Within interdisciplinary groups, students began to weave together the systems explored in the first weeks to investigate how the systems interact and create synergies across the focus areas of South Park and the greater Duwamish Valley. This was essential for developing a framework of a circular community where symbioses are created by integrating systems to make them all more efficient and self-sustaining.

Each of the three working groups co-developed the just circular frameworks for South Park based within a grassroots initiative advocating for the transformation or removal of highway SR 99, which divides the South Park neighborhood in half. This initiative has gained strong momentum and secured the support of the City of Seattle and significant federal funding.
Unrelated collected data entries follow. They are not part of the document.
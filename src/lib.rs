//! Speida - Market Intelligence Tools
//!
//! A tool server for gathering and analyzing market intelligence from the web.
//!
//! The name "Speida" comes from the Norwegian word for "scout."
//!
//! # Overview
//!
//! Speida exposes four tools, callable over MCP, HTTP, or the CLI:
//! - Analyze a website and answer a question about its content
//! - Answer a question about a YouTube video's transcript (URL or search query)
//! - Fetch a LinkedIn profile or company page
//! - Re-format any tool's output into structured markdown
//!
//! # Architecture
//!
//! The library is organized into several modules:
//!
//! - `config` - Configuration and prompt templates
//! - `resolve` - Normalizing caller input into canonical resource ids
//! - `providers` - External capability traits and their HTTP/subprocess clients
//! - `llm` - Language model abstraction
//! - `retrieve` - Content retrieval with primary/fallback strategies
//! - `analyze` - Conversational analysis and markdown structuring
//! - `toolkit` - The tool dispatch surface composing the pipeline
//! - `mcp` - MCP server (stdio JSON-RPC)
//!
//! # Example
//!
//! ```rust,no_run
//! use speida::config::Settings;
//! use speida::toolkit::Toolkit;
//!
//! #[tokio::main]
//! async fn main() -> anyhow::Result<()> {
//!     let settings = Settings::load()?;
//!     let toolkit = Toolkit::new(settings)?;
//!
//!     let answer = toolkit
//!         .ask_video_question("https://youtu.be/dQw4w9WgXcQ", "What is this about?")
//!         .await;
//!     println!("{}", answer);
//!
//!     Ok(())
//! }
//! ```

pub mod analyze;
pub mod cli;
pub mod config;
pub mod error;
pub mod llm;
pub mod mcp;
pub mod providers;
pub mod resolve;
pub mod retrieve;
pub mod toolkit;

pub use error::{Result, SpeidaError};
Based on the scenarios developed by Reconnect South Park and the City of Seattle, the groups worked with the following future approaches:

Mitigation: keep the current SR 99 condition, mitigate the harmful impacts, and focus on building circular city networks

Redesign: keep general SR 99 route, but add intersections, mitigate noise, and air pollution and add multimodal transportation infrastructure

Remove and Reroute: remove the South Park segment of SR 99 and reroute traffic to other existing N-S corridors

“Priority sites” were determined based on these scenarios where co-developed frameworks could be implemented through design strategies for a just transformation of the neighborhood(s). “Priority sites” were also considered in relationship to community and SR 99 through their geographic location, adjacencies, development status (often underutilized), accessibility, and ownership status.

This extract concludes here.